Apuleius was born in Madauros, modern M'daourouch in Algeria, a Roman colony in the province of Numidia, far from the romanized Mediterranean shores. In his Apology, he describes his ancestors as Numidians and Gaetulians, the latter being desert nomads.
After the death of his father, a provincial magistrate, Apuleius inherited a substantial fortune, which allowed him to study in Carthage and Athens and become proficient in Greeks rhetoric and the neo-Platonic philosophy of his age. Proceeding to Rome, he studied Latin rhetoric as well. He probably worked there for a while as an orator in the courts, before returning to North Africa. He must have traveled in Asia Minor and Egypt, where he met philosophers and learned more about the mystery cults flourishing at the time.

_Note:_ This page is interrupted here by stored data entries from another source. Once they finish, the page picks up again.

//! # Config Crate
//!
//! Centralized configuration constants for the petal geometry pipeline.
//! Petal parameter defaults, extrusion defaults and numeric tolerances are
//! defined here so the geometry and WASM crates never carry literals.
//!
//! ## Usage
//!
//! ```rust
//! use config::constants::{DEFAULT_PETAL_SIZE, DEFAULT_PETAL_DX, DEFAULT_PETAL_DY};
//!
//! // The default petal is one unit tall with controls at (±0.4, 0.8)
//! assert_eq!(DEFAULT_PETAL_SIZE, 1.0);
//! assert_eq!((DEFAULT_PETAL_DX, DEFAULT_PETAL_DY), (0.4, 0.8));
//! ```
//!
//! ## Design Principles
//!
//! - **Single Source of Truth**: All constants defined once, used everywhere
//! - **Browser-Safe**: No platform-specific values
//! - **Renderer Compatible**: Extrusion defaults match the WebGL petal look

pub mod constants;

On his return to Africa, he was of having practiced magic to obtain the fortune of a wealthy widow. He had to defend himself in Sabratha before a court of magistrates chaired by the proconsul of Africa Proconsularis. In his Apology) he ridicules his opponents and it is one of the funniest works from Antiquity.
His main work is the Metamorphoses of Lucius, the story of a young man traveling in Thessaly, where he spends the night in the house of a witch, tries some magic, and changes not in a bird, as he had intended, but in a donkey. After all kinds of misadventures, the goddess Isis intervenes and saves him. (The story is also told by his contemporary Lucian.) The Metamorphoses of Lucius contains secondary narratives, like the fairy tale of Amor and Psyche, and was so well-known that is was nicknamed The Golden Ass.
Other works are the Florida, a treatise about Plato, and a treatise on those enitites that are go-betweens between gods and humans. He may have translated the Aristotelian text On the Universe as well.